THE DATA:
___
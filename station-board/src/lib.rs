//! Railway station board server.
//!
//! A web dashboard that answers: "which trains arrive at or leave this
//! station within two hours of now, and are they on time?"

pub mod board;
pub mod cache;
pub mod digitraffic;
pub mod domain;
pub mod preferences;
pub mod refresh;
pub mod source;
pub mod stations;
pub mod web;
___
PROBLEM TO WORK ON:
Quote exactly the stretch of lines above that starts at the first one and ends at the line with "pub mod digitraffic;", and nothing beyond it.

EXERCISE ANSWER:
filename station-board/src/lib.rs
//! Railway station board server.
//!
//! A web dashboard that answers: "which trains arrive at or leave this
//! station within two hours of now, and are they on time?"

pub mod board;
pub mod cache;
pub mod digitraffic;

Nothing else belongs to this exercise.